同研究グループは、磁性絶縁体である磁性ガーネットを三叉型に加工し、3つの枝からスピン波を入力し接続点で位相干渉させ、幹の部分にその結果を出力することでNAND演算を実現した。出力は従来報告されている強度情報ではなく、位相情報として現れていて、NANDとNOR双方を1つの入力位相によって切り替えることも可能になっている。論理演算素子の構造は、これと同じ素子で多段化できる性質を有するため、電子回路への応用上極めて重要な要件を満たしたことになる。入力位相の変化でNANDかNOR、どちらかの機能を選択できる点も、応用上の利点だという
今回の成果よりもさらに多くの入力情報を1点で一度に同時処理可能な演算素子の開発が可能で、従来の電子回路では発想できなかった飛躍的な処理機能を持つデバイスの実現。導波材料の薄膜化や電極の微細化によって波長の短縮化ができ、素子のさらなる小型化が可能である、電流不要のスピン波による新たな情報処理――次世代省エネルギーコンピュータへの応用や、スマートフォンなど電子機器における格段の性能向上が期待される。

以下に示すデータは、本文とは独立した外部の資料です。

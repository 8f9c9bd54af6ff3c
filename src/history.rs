//! Sensor-reading → history-sink handoff.
//!
//! The sampling task publishes one [`ReadingRecord`] per successful
//! read into a bounded channel; a drain task forwards records to the
//! [`ReadingSink`] port. The historical log itself (storage format,
//! rotation) lives outside this crate — the sink is the whole contract.
//!
//! ```text
//! ┌──────────────┐  ReadingRecord  ┌──────────────┐
//! │ sampling task│────────────────▶│  drain task  │──▶ ReadingSink
//! └──────────────┘   (bounded)     └──────────────┘
//! ```

use embassy_sync::blocking_mutex::raw::CriticalSectionRawMutex;
use embassy_sync::channel::Channel;
use log::{info, warn};

use crate::app::ports::ReadingSink;

/// One history entry: the sensor pair plus the controller flags at the
/// time of the read.
#[derive(Debug, Clone, Copy, PartialEq)]
pub struct ReadingRecord {
    pub temperature: f32,
    pub humidity: f32,
    pub valve_open: bool,
    pub watering: bool,
    pub auto_mode: bool,
}

/// Channel depth. Readings arrive at sampling cadence (seconds apart);
/// a small buffer absorbs a briefly stalled drain task.
const DEPTH: usize = 8;

pub static READINGS: Channel<CriticalSectionRawMutex, ReadingRecord, DEPTH> = Channel::new();

/// Publish a record without blocking. A full channel drops the record —
/// history is best-effort, the control loops must never stall on it.
pub fn publish(record: ReadingRecord) {
    if READINGS.try_send(record).is_err() {
        warn!("history: channel full, dropping reading");
    }
}

/// Long-running drain task: forward every published record to the sink.
pub async fn drain(sink: &mut impl ReadingSink) {
    loop {
        let record = READINGS.receive().await;
        sink.append(&record);
    }
}

/// Sink that forwards history records to the structured log. Used until
/// a real rotating log collaborator is attached.
pub struct LogReadingSink;

impl ReadingSink for LogReadingSink {
    fn append(&mut self, record: &ReadingRecord) {
        info!(
            target: "history",
            "t={:.1} h={:.1} valve_open={} watering={} auto={}",
            record.temperature,
            record.humidity,
            record.valve_open,
            record.watering,
            record.auto_mode
        );
    }
}

#[cfg(test)]
mod tests {
    use super::*;

    struct VecSink(Vec<ReadingRecord>);

    impl ReadingSink for VecSink {
        fn append(&mut self, record: &ReadingRecord) {
            self.0.push(*record);
        }
    }

    #[test]
    fn publish_then_drain_preserves_order() {
        let rec = |t| ReadingRecord {
            temperature: t,
            humidity: 50.0,
            valve_open: false,
            watering: false,
            auto_mode: true,
        };
        publish(rec(1.0));
        publish(rec(2.0));

        let mut sink = VecSink(Vec::new());
        let mut received = 0;
        while let Ok(record) = READINGS.try_receive() {
            sink.append(&record);
            received += 1;
        }
        assert_eq!(received, 2);
        assert_eq!(sink.0[0].temperature, 1.0);
        assert_eq!(sink.0[1].temperature, 2.0);
    }
}
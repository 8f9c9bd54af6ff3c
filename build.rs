fn main() {
    // ESP-IDF sysenv propagation only applies to device builds; host
    // builds (and `cargo test`) have nothing to forward.
    if std::env::var_os("CARGO_FEATURE_ESPIDF").is_some() {
        embuild::espidf::sysenv::output();
    }
}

研究は、豊橋技術科学大学の金澤 直輝 特別研究員、高木 宏幸 准教授、中村 雄一 准教授、内田 裕久 教授、井上 光輝 教授、モスクワ大学のグラノフスキー教授、マサチューセッツ工科大学のロス教授らと共同で行われたものであり、英国科学誌「Scientific Reports」(電子版)に掲載された。